§ **EXTRACTED INFORMATION**:
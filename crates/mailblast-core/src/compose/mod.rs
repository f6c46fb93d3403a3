//! Compose Module - Per-recipient personalization of subject and body

mod renderer;

pub use renderer::{Personalizer, RenderedMessage, BUILTIN_TOKENS};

§ **INSTRUCTIONS TO FOLLOW**:
An exact copy of every record is required here.

§ **RESULT OF THE TASK**:
filename crates/mailblast-core/src/compose/mod.rs
repository f6c46fb93d3403a3
//! Compose Module - Per-recipient personalization of subject and body

mod renderer;

pub use renderer::{Personalizer, RenderedMessage, BUILTIN_TOKENS};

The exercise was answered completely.